Input material below:
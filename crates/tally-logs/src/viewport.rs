use tracing::trace;

use tally_types::ViewportIntent;

use crate::store::{LogStore, RedrawHandle, View};

/// Applies navigation intents to the store's view state
///
/// Each intent is one locked read-modify-write. A transition that changes the
/// view requests exactly one redraw; a no-op requests none.
#[derive(Clone)]
pub struct ViewportController {
    store: LogStore,
    redraw: RedrawHandle,
}

impl ViewportController {
    pub fn new(store: LogStore, redraw: RedrawHandle) -> Self {
        Self { store, redraw }
    }

    /// Apply an intent, returning whether the view changed
    pub fn apply(&self, intent: ViewportIntent) -> bool {
        let changed = self.store.update_view(|view| {
            let before = *view;
            transition(view, intent);
            *view != before
        });

        trace!(?intent, changed, "viewport transition");

        if changed {
            self.redraw.request();
        }
        changed
    }

    pub fn move_up(&self) -> bool {
        self.apply(ViewportIntent::MoveUp)
    }

    pub fn move_down(&self) -> bool {
        self.apply(ViewportIntent::MoveDown)
    }

    pub fn resize(&self, height: usize) -> bool {
        self.apply(ViewportIntent::Resize(height))
    }
}

fn transition(view: &mut View, intent: ViewportIntent) {
    let last = view.len.checked_sub(1);

    match intent {
        ViewportIntent::MoveUp => {
            if let Some(selected) = view.selected_line.filter(|&s| s > 0) {
                let selected = selected - 1;
                view.selected_line = Some(selected);
                if selected < view.scroll_offset {
                    view.scroll_offset = selected;
                }
            }
        }
        ViewportIntent::MoveDown => {
            if let (Some(selected), Some(last)) = (view.selected_line, last) {
                if selected < last {
                    let selected = selected + 1;
                    view.selected_line = Some(selected);
                    if selected >= view.scroll_offset + view.viewport_height {
                        view.scroll_offset += 1;
                    }
                }
            }
        }
        ViewportIntent::PageUp => {
            if let Some(selected) = view.selected_line {
                view.selected_line = Some(selected.saturating_sub(view.viewport_height));
            }
        }
        ViewportIntent::PageDown => {
            if let (Some(selected), Some(last)) = (view.selected_line, last) {
                view.selected_line = Some((selected + view.viewport_height).min(last));
            }
        }
        ViewportIntent::Top => {
            if view.selected_line.is_some() {
                view.selected_line = Some(0);
                view.scroll_offset = 0;
            }
        }
        ViewportIntent::Bottom => {
            if view.selected_line.is_some() {
                view.follow_tail();
            }
        }
        ViewportIntent::Resize(height) => {
            view.viewport_height = height.max(1);
            let max_scroll = view.len.saturating_sub(view.viewport_height);
            view.scroll_offset = view.scroll_offset.min(max_scroll);
        }
    }

    view.reveal_selection();
}
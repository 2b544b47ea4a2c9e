use std::fs;
use std::path::{Path, PathBuf};
use std::sync::Arc;

use parking_lot::Mutex;
use thiserror::Error;
use tracing::{debug, info, warn};
use walkdir::WalkDir;

use tally_types::LogLine;

use crate::classify::LineClassifier;
use crate::store::{LogStore, RedrawHandle};
use crate::timestamp::TimestampExtractor;

/// Default suffix identifying log files during directory traversal
pub const DEFAULT_SUFFIX: &str = ".log";

/// Errors that abort an ingestion pass before any file is read
#[derive(Error, Debug)]
pub enum IngestError {
    /// The root path cannot be inspected
    #[error("Log path {path:?} is unavailable: {source}")]
    RootUnavailable {
        path: PathBuf,
        #[source]
        source: std::io::Error,
    },

    /// The directory walk failed at the root
    #[error("Failed to traverse {path:?}: {source}")]
    Traversal {
        path: PathBuf,
        #[source]
        source: walkdir::Error,
    },
}

/// A candidate file that could not be read
#[derive(Clone, Debug, PartialEq, Eq)]
pub struct SkippedFile {
    pub path: PathBuf,
    pub reason: String,
}

/// Summary of a completed ingestion pass
#[derive(Clone, Debug, Default, PartialEq, Eq)]
pub struct IngestReport {
    /// Files that were read
    pub files: usize,

    /// Lines now in the store
    pub lines: usize,

    /// Files skipped because they could not be read
    pub skipped: Vec<SkippedFile>,
}

/// Reads a file or directory tree into the log store
///
/// Files are read and parsed without holding the store lock; the sorted result
/// is swapped in as one replacement. Passes are serialized: a pass started
/// while another is running waits for it to finish.
pub struct Ingestor {
    store: LogStore,
    redraw: RedrawHandle,
    suffix: String,
    extractor: TimestampExtractor,
    classifier: LineClassifier,
    pass: Mutex<()>,
}

impl Ingestor {
    pub fn new(store: LogStore, redraw: RedrawHandle, suffix: impl Into<String>) -> Self {
        Self {
            store,
            redraw,
            suffix: suffix.into(),
            extractor: TimestampExtractor::new(),
            classifier: LineClassifier::new(),
            pass: Mutex::new(()),
        }
    }

    /// Use a custom timestamp extractor
    pub fn with_extractor(mut self, extractor: TimestampExtractor) -> Self {
        self.extractor = extractor;
        self
    }

    pub fn suffix(&self) -> &str {
        &self.suffix
    }

    /// The store this ingestor writes into
    pub fn store(&self) -> &LogStore {
        &self.store
    }

    pub fn request_redraw(&self) {
        self.redraw.request();
    }

    /// Run a full ingestion pass over `root` and replace the store contents
    ///
    /// Unreadable files are skipped and listed in the report. If `root` itself
    /// cannot be traversed the store keeps its previous lines.
    pub fn ingest(&self, root: &Path) -> Result<IngestReport, IngestError> {
        let _pass = self.pass.lock();

        let candidates = match self.discover(root) {
            Ok(candidates) => candidates,
            Err(e) => {
                warn!(error = %e, "ingestion pass aborted");
                self.store.record_failure(e.to_string());
                self.redraw.request();
                return Err(e);
            }
        };

        let mut report = IngestReport::default();
        let mut lines = Vec::new();

        for path in candidates {
            match fs::read(&path) {
                Ok(bytes) => {
                    let content = String::from_utf8_lossy(&bytes);
                    let source: Arc<Path> = Arc::from(path.as_path());
                    let before = lines.len();
                    lines.extend(
                        split_lines(&content)
                            .into_iter()
                            .map(|raw| self.parse_line(&source, raw)),
                    );
                    report.files += 1;
                    debug!(path = %path.display(), lines = lines.len() - before, "loaded file");
                }
                Err(e) => {
                    warn!(path = %path.display(), error = %e, "skipping unreadable file");
                    report.skipped.push(SkippedFile {
                        path,
                        reason: e.to_string(),
                    });
                }
            }
        }

        // Stable: equal timestamps keep discovery order
        lines.sort_by_key(LogLine::timestamp);
        report.lines = lines.len();

        self.store
            .replace(lines, report.files, report.skipped.len());
        self.redraw.request();

        info!(
            files = report.files,
            lines = report.lines,
            skipped = report.skipped.len(),
            "ingestion pass complete"
        );

        Ok(report)
    }

    /// Build a line record from raw text
    pub fn parse_line(&self, source: &Arc<Path>, raw: &str) -> LogLine {
        let timestamp = self.extractor.extract(raw);
        let (marker, severity) = self.classifier.classify(raw);
        LogLine::new(Arc::clone(source), raw.to_string(), timestamp, marker, severity)
    }

    /// List candidate files under `root` in a deterministic order
    ///
    /// A file root is its own single candidate. Directories are walked
    /// recursively without following symlinked directories; entries whose name
    /// ends with the suffix are kept.
    pub fn discover(&self, root: &Path) -> Result<Vec<PathBuf>, IngestError> {
        let metadata = fs::metadata(root).map_err(|source| IngestError::RootUnavailable {
            path: root.to_path_buf(),
            source,
        })?;

        if !metadata.is_dir() {
            return Ok(vec![root.to_path_buf()]);
        }

        let mut candidates = Vec::new();
        for entry in WalkDir::new(root).sort_by_file_name() {
            let entry = match entry {
                Ok(entry) => entry,
                Err(e) if e.depth() == 0 => {
                    return Err(IngestError::Traversal {
                        path: root.to_path_buf(),
                        source: e,
                    });
                }
                Err(e) => {
                    warn!(error = %e, "skipping unreadable directory entry");
                    continue;
                }
            };

            if entry.file_type().is_dir() {
                continue;
            }
            if entry.file_name().to_string_lossy().ends_with(&self.suffix) {
                candidates.push(entry.into_path());
            }
        }

        Ok(candidates)
    }
}

/// Split file content into lines, dropping leading and trailing blank lines
fn split_lines(content: &str) -> Vec<&str> {
    let lines: Vec<&str> = content.lines().collect();
    let start = lines
        .iter()
        .position(|l| !l.trim().is_empty())
        .unwrap_or(lines.len());
    let end = lines
        .iter()
        .rposition(|l| !l.trim().is_empty())
        .map_or(start, |i| i + 1);
    lines[start..end].to_vec()
}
End of Input material.
Look above for the line containing "pub struct ViewportController" and the line containing "let before = *view;". Transcribe both, with the lines between them, exactly.

## Response
pub struct ViewportController {
    store: LogStore,
    redraw: RedrawHandle,
}

impl ViewportController {
    pub fn new(store: LogStore, redraw: RedrawHandle) -> Self {
        Self { store, redraw }
    }

    /// Apply an intent, returning whether the view changed
    pub fn apply(&self, intent: ViewportIntent) -> bool {
        let changed = self.store.update_view(|view| {
            let before = *view;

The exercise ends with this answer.